*EXERCISE INPUTS*
━━━━━━━━
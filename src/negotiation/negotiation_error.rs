use std::fmt;

use super::negotiation_step::NegotiationStep;
use crate::peer::{PeerId, SignalingError};

/// The one error a failed pipeline produces: which step, on which side,
/// and why.
#[derive(Debug, Clone, PartialEq, Eq)]
pub struct NegotiationError {
    pub step: NegotiationStep,
    pub side: PeerId,
    pub cause: SignalingError,
}

impl NegotiationError {
    #[must_use]
    pub const fn new(step: NegotiationStep, cause: SignalingError) -> Self {
        Self {
            step,
            side: step.side(),
            cause,
        }
    }
}

impl fmt::Display for NegotiationError {
    fn fmt(&self, f: &mut fmt::Formatter<'_>) -> fmt::Result {
        write!(f, "{} failed on {}: {}", self.step, self.side, self.cause)
    }
}

impl std::error::Error for NegotiationError {
    fn source(&self) -> Option<&(dyn std::error::Error + 'static)> {
        Some(&self.cause)
    }
}
use std::sync::Mutex;

use crate::log::{clock, log_level::LogLevel, log_msg::LogMsg, log_sink::LogSink};

/// Sink that keeps every line in memory.
///
/// Handy for embedders that render their own trace panel, and for asserting on
/// trace output in tests.
#[derive(Debug, Default)]
pub struct MemoryLogSink {
    lines: Mutex<Vec<LogMsg>>,
}

impl MemoryLogSink {
    #[must_use]
    pub fn new() -> Self {
        Self::default()
    }

    /// Snapshot of everything logged so far.
    #[must_use]
    pub fn messages(&self) -> Vec<LogMsg> {
        self.lines.lock().map(|l| l.clone()).unwrap_or_default()
    }

    /// Returns `true` if any line at `level` contains `needle`.
    #[must_use]
    pub fn contains(&self, level: LogLevel, needle: &str) -> bool {
        self.lines
            .lock()
            .map(|l| l.iter().any(|m| m.level == level && m.text.contains(needle)))
            .unwrap_or(false)
    }

    /// Number of lines logged at `level`.
    #[must_use]
    pub fn count(&self, level: LogLevel) -> usize {
        self.lines
            .lock()
            .map(|l| l.iter().filter(|m| m.level == level).count())
            .unwrap_or(0)
    }
}

impl LogSink for MemoryLogSink {
    fn log(&self, level: LogLevel, msg: &str, target: &'static str) {
        if let Ok(mut lines) = self.lines.lock() {
            lines.push(LogMsg::new(level, msg, target, clock::since_start()));
        }
    }
}
use super::{fingerprint::Fingerprint, media_section::MediaSection};

/// Writes offer/answer payloads: one BUNDLE group, one `m=` section per
/// negotiated track slot, ICE credentials and DTLS fingerprint repeated per
/// section the way browsers emit them.
#[derive(Debug, Clone)]
pub struct SdpBuilder<'a> {
    session_id: u64,
    ufrag: &'a str,
    pwd: &'a str,
    fingerprint: &'a Fingerprint,
    setup: &'static str,
    sections: Vec<MediaSection>,
}

impl<'a> SdpBuilder<'a> {
    /// `setup` is `actpass` for offers and `active` for answers.
    #[must_use]
    pub const fn new(
        session_id: u64,
        ufrag: &'a str,
        pwd: &'a str,
        fingerprint: &'a Fingerprint,
        setup: &'static str,
    ) -> Self {
        Self {
            session_id,
            ufrag,
            pwd,
            fingerprint,
            setup,
            sections: Vec::new(),
        }
    }

    #[must_use]
    pub fn section(mut self, section: MediaSection) -> Self {
        self.sections.push(section);
        self
    }

    #[must_use]
    pub fn build(&self) -> String {
        let mut out = String::new();
        macro_rules! pushln {
            ($($arg:tt)*) => {{
                out.push_str(&format!($($arg)*));
                out.push_str("\r\n");
            }};
        }

        pushln!("v=0");
        pushln!("o=- {} 2 IN IP4 127.0.0.1", self.session_id);
        pushln!("s=-");
        pushln!("t=0 0");
        let mids: Vec<&str> = self.sections.iter().map(|s| s.mid.as_str()).collect();
        pushln!("a=group:BUNDLE {}", mids.join(" "));
        pushln!("a=msid-semantic: WMS");

        for s in &self.sections {
            let (pt, encoding) = s.codec();
            pushln!("m={} 9 UDP/TLS/RTP/SAVPF {pt}", s.kind);
            pushln!("c=IN IP4 0.0.0.0");
            pushln!("a=rtcp:9 IN IP4 0.0.0.0");
            pushln!("a=ice-ufrag:{}", self.ufrag);
            pushln!("a=ice-pwd:{}", self.pwd);
            pushln!("a=ice-options:trickle");
            pushln!("a=fingerprint:{}", self.fingerprint);
            pushln!("a=setup:{}", self.setup);
            pushln!("a=mid:{}", s.mid);
            pushln!("a={}", s.direction);
            if let Some(msid) = &s.msid {
                pushln!("a=msid:{} {}", msid.stream_id, msid.track_id);
            }
            pushln!("a=rtcp-mux");
            pushln!("a=rtpmap:{pt} {encoding}");
        }
        out
    }
}
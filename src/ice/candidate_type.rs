use std::{fmt, str::FromStr};

/// RFC 8445 candidate types, written with their SDP `typ` tokens.
#[derive(Debug, Clone, Copy, PartialEq, Eq, Hash)]
pub enum CandidateType {
    Host,
    ServerReflexive,
    PeerReflexive,
    Relayed,
}

impl CandidateType {
    /// Type preference (RFC 8445 §5.1.2.2 recommended values).
    #[must_use]
    pub const fn preference(self) -> u32 {
        match self {
            CandidateType::Host => 126,
            CandidateType::PeerReflexive => 110,
            CandidateType::ServerReflexive => 100,
            CandidateType::Relayed => 0,
        }
    }
}

impl fmt::Display for CandidateType {
    fn fmt(&self, f: &mut fmt::Formatter<'_>) -> fmt::Result {
        f.write_str(match self {
            CandidateType::Host => "host",
            CandidateType::ServerReflexive => "srflx",
            CandidateType::PeerReflexive => "prflx",
            CandidateType::Relayed => "relay",
        })
    }
}

impl FromStr for CandidateType {
    type Err = String;
    fn from_str(s: &str) -> Result<Self, String> {
        match s {
            "host" => Ok(CandidateType::Host),
            "srflx" => Ok(CandidateType::ServerReflexive),
            "prflx" => Ok(CandidateType::PeerReflexive),
            "relay" => Ok(CandidateType::Relayed),
            other => Err(format!("Unknown candidate type: {other}")),
        }
    }
}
━━━━━━━━
*EXERCISE DETAILS*
What this exercise calls for is a precise transcription of the material above.

*SOLUTION*
filename src/negotiation/negotiation_error.rs
use std::fmt;

use super::negotiation_step::NegotiationStep;
use crate::peer::{PeerId, SignalingError};

/// The one error a failed pipeline produces: which step, on which side,
/// and why.
#[derive(Debug, Clone, PartialEq, Eq)]
pub struct NegotiationError {
    pub step: NegotiationStep,
    pub side: PeerId,
    pub cause: SignalingError,
}

impl NegotiationError {
    #[must_use]
    pub const fn new(step: NegotiationStep, cause: SignalingError) -> Self {
        Self {
            step,
            side: step.side(),
            cause,
        }
    }
}

impl fmt::Display for NegotiationError {
    fn fmt(&self, f: &mut fmt::Formatter<'_>) -> fmt::Result {
        write!(f, "{} failed on {}: {}", self.step, self.side, self.cause)
    }
}

impl std::error::Error for NegotiationError {
    fn source(&self) -> Option<&(dyn std::error::Error + 'static)> {
        Some(&self.cause)
    }
}
use std::sync::Mutex;

use crate::log::{clock, log_level::LogLevel, log_msg::LogMsg, log_sink::LogSink};

/// Sink that keeps every line in memory.
///
/// Handy for embedders that render their own trace panel, and for asserting on
/// trace output in tests.
#[derive(Debug, Default)]
pub struct MemoryLogSink {
    lines: Mutex<Vec<LogMsg>>,
}

impl MemoryLogSink {
    #[must_use]
    pub fn new() -> Self {
        Self::default()
    }

    /// Snapshot of everything logged so far.
    #[must_use]
    pub fn messages(&self) -> Vec<LogMsg> {
        self.lines.lock().map(|l| l.clone()).unwrap_or_default()
    }

    /// Returns `true` if any line at `level` contains `needle`.
    #[must_use]
    pub fn contains(&self, level: LogLevel, needle: &str) -> bool {
        self.lines
            .lock()
            .map(|l| l.iter().any(|m| m.level == level && m.text.contains(needle)))
            .unwrap_or(false)
    }

    /// Number of lines logged at `level`.
    #[must_use]
    pub fn count(&self, level: LogLevel) -> usize {
        self.lines
            .lock()
            .map(|l| l.iter().filter(|m| m.level == level).count())
            .unwrap_or(0)
    }
}

impl LogSink for MemoryLogSink {
    fn log(&self, level: LogLevel, msg: &str, target: &'static str) {
        if let Ok(mut lines) = self.lines.lock() {
            lines.push(LogMsg::new(level, msg, target, clock::since_start()));
        }
    }
}
use super::{fingerprint::Fingerprint, media_section::MediaSection};

/// Writes offer/answer payloads: one BUNDLE group, one `m=` section per
/// negotiated track slot, ICE credentials and DTLS fingerprint repeated per
/// section the way browsers emit them.
#[derive(Debug, Clone)]
pub struct SdpBuilder<'a> {
    session_id: u64,
    ufrag: &'a str,
    pwd: &'a str,
    fingerprint: &'a Fingerprint,
    setup: &'static str,
    sections: Vec<MediaSection>,
}

impl<'a> SdpBuilder<'a> {
    /// `setup` is `actpass` for offers and `active` for answers.
    #[must_use]
    pub const fn new(
        session_id: u64,
        ufrag: &'a str,
        pwd: &'a str,
        fingerprint: &'a Fingerprint,
        setup: &'static str,
    ) -> Self {
        Self {
            session_id,
            ufrag,
            pwd,
            fingerprint,
            setup,
            sections: Vec::new(),
        }
    }

    #[must_use]
    pub fn section(mut self, section: MediaSection) -> Self {
        self.sections.push(section);
        self
    }

    #[must_use]
    pub fn build(&self) -> String {
        let mut out = String::new();
        macro_rules! pushln {
            ($($arg:tt)*) => {{
                out.push_str(&format!($($arg)*));
                out.push_str("\r\n");
            }};
        }

        pushln!("v=0");
        pushln!("o=- {} 2 IN IP4 127.0.0.1", self.session_id);
        pushln!("s=-");
        pushln!("t=0 0");
        let mids: Vec<&str> = self.sections.iter().map(|s| s.mid.as_str()).collect();
        pushln!("a=group:BUNDLE {}", mids.join(" "));
        pushln!("a=msid-semantic: WMS");

        for s in &self.sections {
            let (pt, encoding) = s.codec();
            pushln!("m={} 9 UDP/TLS/RTP/SAVPF {pt}", s.kind);
            pushln!("c=IN IP4 0.0.0.0");
            pushln!("a=rtcp:9 IN IP4 0.0.0.0");
            pushln!("a=ice-ufrag:{}", self.ufrag);
            pushln!("a=ice-pwd:{}", self.pwd);
            pushln!("a=ice-options:trickle");
            pushln!("a=fingerprint:{}", self.fingerprint);
            pushln!("a=setup:{}", self.setup);
            pushln!("a=mid:{}", s.mid);
            pushln!("a={}", s.direction);
            if let Some(msid) = &s.msid {
                pushln!("a=msid:{} {}", msid.stream_id, msid.track_id);
            }
            pushln!("a=rtcp-mux");
            pushln!("a=rtpmap:{pt} {encoding}");
        }
        out
    }
}
filename src/ice/candidate_type.rs
use std::{fmt, str::FromStr};

/// RFC 8445 candidate types, written with their SDP `typ` tokens.
#[derive(Debug, Clone, Copy, PartialEq, Eq, Hash)]
pub enum CandidateType {
    Host,
    ServerReflexive,
    PeerReflexive,
    Relayed,
}

impl CandidateType {
    /// Type preference (RFC 8445 §5.1.2.2 recommended values).
    #[must_use]
    pub const fn preference(self) -> u32 {
        match self {
            CandidateType::Host => 126,
            CandidateType::PeerReflexive => 110,
            CandidateType::ServerReflexive => 100,
            CandidateType::Relayed => 0,
        }
    }
}

impl fmt::Display for CandidateType {
    fn fmt(&self, f: &mut fmt::Formatter<'_>) -> fmt::Result {
        f.write_str(match self {
            CandidateType::Host => "host",
            CandidateType::ServerReflexive => "srflx",
            CandidateType::PeerReflexive => "prflx",
            CandidateType::Relayed => "relay",
        })
    }
}

impl FromStr for CandidateType {
    type Err = String;
    fn from_str(s: &str) -> Result<Self, String> {
        match s {
            "host" => Ok(CandidateType::Host),
            "srflx" => Ok(CandidateType::ServerReflexive),
            "prflx" => Ok(CandidateType::PeerReflexive),
            "relay" => Ok(CandidateType::Relayed),
            other => Err(format!("Unknown candidate type: {other}")),
        }
    }
}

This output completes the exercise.